_Action item_: Write out the entries below exactly, from the first line to the one with "Loading runs in", both ends included.

_Study material_:
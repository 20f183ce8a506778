//! Image corpus loader
//!
//! Expected dataset layout:
//! ```text
//! dataset/
//! ├── cat/
//! │   ├── 0001.jpg
//! │   └── 0002.png
//! └── dog/
//!     └── ...
//! ```
//! Every image is labeled with the name of its immediate parent directory.
//! Images may be nested deeper; only the nearest directory counts.
//!
//! Loading runs in two phases so each can be reported separately:
//! 1. `discover` walks the tree and collects candidate image paths
//! 2. `materialize` decodes and preprocesses every discovered image

use std::path::{Path, PathBuf};
use tracing::{debug, warn};
use walkdir::{DirEntry, WalkDir};

use super::error::{PipelineError, PipelineResult};
use super::preprocess::{ImageArray, Preprocessor};

/// File extensions recognized as images (matched case-insensitively)
pub const IMAGE_EXTENSIONS: [&str; 9] = [
    "jpg", "jpeg", "png", "bmp", "tif", "tiff", "gif", "webp", "ppm",
];

/// One preprocessed image and its directory-derived label
#[derive(Debug, Clone)]
pub struct LabeledImage {
    pub pixels: ImageArray,
    pub label: String,
    pub path: PathBuf,
}

/// Recursive image discovery under a dataset root
#[derive(Debug, Clone, Copy, Default)]
pub struct ImageCorpusLoader;

impl ImageCorpusLoader {
    pub fn new() -> Self {
        Self
    }

    /// Collect image paths below `root`, sorted for a stable order
    pub fn discover(&self, root: &Path) -> PipelineResult<Vec<PathBuf>> {
        if !root.exists() {
            return Err(PipelineError::Dataset(format!(
                "Dataset path does not exist: {}",
                root.display()
            )));
        }
        if !root.is_dir() {
            return Err(PipelineError::Dataset(format!(
                "Dataset path is not a directory: {}",
                root.display()
            )));
        }

        let mut entries = std::fs::read_dir(root).map_err(|e| {
            PipelineError::Dataset(format!("Cannot read dataset {}: {}", root.display(), e))
        })?;
        if entries.next().is_none() {
            return Err(PipelineError::Dataset(format!(
                "Dataset directory is empty: {}",
                root.display()
            )));
        }

        let walker = WalkDir::new(root)
            .follow_links(true)
            .sort_by_file_name()
            .into_iter()
            .filter_entry(|e| e.depth() == 0 || !is_hidden(e));

        let mut images = Vec::new();
        for entry in walker {
            match entry {
                Ok(entry) => {
                    if entry.file_type().is_file() && has_image_extension(entry.path()) {
                        images.push(entry.into_path());
                    }
                }
                Err(e) => {
                    // Keep going; unreadable subtrees just contribute no images
                    warn!("Error accessing dataset entry: {}", e);
                }
            }
        }

        if images.is_empty() {
            return Err(PipelineError::Dataset(format!(
                "No recognized image files under {}",
                root.display()
            )));
        }

        debug!(count = images.len(), root = %root.display(), "Discovered dataset images");
        Ok(images)
    }

    /// Decode and preprocess every discovered image
    pub fn materialize(
        &self,
        paths: &[PathBuf],
        preprocessor: &Preprocessor,
    ) -> PipelineResult<Vec<LabeledImage>> {
        paths
            .iter()
            .map(|path| {
                let label = label_for(path)?;
                let pixels = preprocessor.load(path)?;
                Ok(LabeledImage {
                    pixels,
                    label,
                    path: path.clone(),
                })
            })
            .collect()
    }

    /// `discover` followed by `materialize`
    pub fn load(&self, root: &Path, preprocessor: &Preprocessor) -> PipelineResult<Vec<LabeledImage>> {
        let paths = self.discover(root)?;
        self.materialize(&paths, preprocessor)
    }
}

/// Name of the directory immediately containing `path`
pub fn label_for(path: &Path) -> PipelineResult<String> {
    path.parent()
        .and_then(Path::file_name)
        .map(|name| name.to_string_lossy().into_owned())
        .ok_or_else(|| {
            PipelineError::Dataset(format!(
                "Cannot derive a label for {}: no parent directory",
                path.display()
            ))
        })
}

fn has_image_extension(path: &Path) -> bool {
    path.extension()
        .and_then(|ext| ext.to_str())
        .map(|ext| {
            let ext = ext.to_ascii_lowercase();
            IMAGE_EXTENSIONS.contains(&ext.as_str())
        })
        .unwrap_or(false)
}

fn is_hidden(entry: &DirEntry) -> bool {
    entry
        .file_name()
        .to_str()
        .map(|name| name.starts_with('.'))
        .unwrap_or(false)
}

#[cfg(test)]
mod tests {
    use super::*;
    use image::{Rgb, RgbImage};
    use std::fs;
    use tempfile::TempDir;

    fn write_png(path: &Path) {
        fs::create_dir_all(path.parent().unwrap()).unwrap();
        RgbImage::from_pixel(5, 5, Rgb([10, 20, 30])).save(path).unwrap();
    }

    #[test]
    fn labels_come_from_parent_directory() {
        let temp_dir = TempDir::new().unwrap();
        let root = temp_dir.path();
        write_png(&root.join("cat/a.png"));
        write_png(&root.join("cat/b.PNG"));
        write_png(&root.join("dog/nested/c.png"));

        let images = ImageCorpusLoader::new()
            .load(root, &Preprocessor::new(4, 3))
            .unwrap();
        let labels: Vec<_> = images.iter().map(|i| i.label.as_str()).collect();
        assert_eq!(labels, vec!["cat", "cat", "nested"]);
        assert!(images.iter().all(|i| i.pixels.shape() == [3, 4, 4]));
    }

    #[test]
    fn non_images_and_hidden_entries_are_skipped() {
        let temp_dir = TempDir::new().unwrap();
        let root = temp_dir.path();
        write_png(&root.join("cat/a.png"));
        write_png(&root.join("cat/.hidden.png"));
        write_png(&root.join(".cache/dog/b.png"));
        fs::write(root.join("cat/notes.txt"), "not an image").unwrap();

        let paths = ImageCorpusLoader::new().discover(root).unwrap();
        assert_eq!(paths, vec![root.join("cat/a.png")]);
    }

    #[test]
    fn discovery_order_is_sorted() {
        let temp_dir = TempDir::new().unwrap();
        let root = temp_dir.path();
        for name in ["dog/2.png", "cat/9.png", "dog/1.png", "cat/10.png"] {
            write_png(&root.join(name));
        }

        let paths = ImageCorpusLoader::new().discover(root).unwrap();
        let relative: Vec<_> = paths
            .iter()
            .map(|p| p.strip_prefix(root).unwrap().to_string_lossy().replace('\\', "/"))
            .collect();
        assert_eq!(relative, vec!["cat/10.png", "cat/9.png", "dog/1.png", "dog/2.png"]);
    }

    #[test]
    fn missing_root_is_a_dataset_error() {
        let temp_dir = TempDir::new().unwrap();
        let err = ImageCorpusLoader::new()
            .discover(&temp_dir.path().join("nope"))
            .unwrap_err();
        assert!(matches!(err, PipelineError::Dataset(_)));
    }

    #[test]
    fn file_root_is_a_dataset_error() {
        let temp_dir = TempDir::new().unwrap();
        let file = temp_dir.path().join("file.png");
        write_png(&file);
        assert!(matches!(
            ImageCorpusLoader::new().discover(&file),
            Err(PipelineError::Dataset(_))
        ));
    }

    #[test]
    fn empty_root_is_a_dataset_error() {
        let temp_dir = TempDir::new().unwrap();
        let err = ImageCorpusLoader::new().discover(temp_dir.path()).unwrap_err();
        assert!(err.to_string().contains("empty"));
    }

    #[test]
    fn root_without_images_is_a_dataset_error() {
        let temp_dir = TempDir::new().unwrap();
        fs::create_dir_all(temp_dir.path().join("cat")).unwrap();
        fs::write(temp_dir.path().join("cat/readme.md"), "# cats").unwrap();

        let err = ImageCorpusLoader::new().discover(temp_dir.path()).unwrap_err();
        assert!(err.to_string().contains("No recognized image files"));
    }

    #[test]
    fn corrupt_image_fails_materialization() {
        let temp_dir = TempDir::new().unwrap();
        let root = temp_dir.path();
        write_png(&root.join("cat/good.png"));
        fs::write(root.join("cat/bad.png"), b"garbage").unwrap();

        let err = ImageCorpusLoader::new()
            .load(root, &Preprocessor::new(4, 3))
            .unwrap_err();
        assert_eq!(err.kind(), "PreprocessError");
        assert!(err.to_string().contains("bad.png"));
    }
}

_Result of the exercise_:
repository 20f183ce8a506778
//! Image corpus loader
//!
//! Expected dataset layout:
//! ```text
//! dataset/
//! ├── cat/
//! │   ├── 0001.jpg
//! │   └── 0002.png
//! └── dog/
//!     └── ...
//! ```
//! Every image is labeled with the name of its immediate parent directory.
//! Images may be nested deeper; only the nearest directory counts.
//!
//! Loading runs in two phases so each can be reported separately:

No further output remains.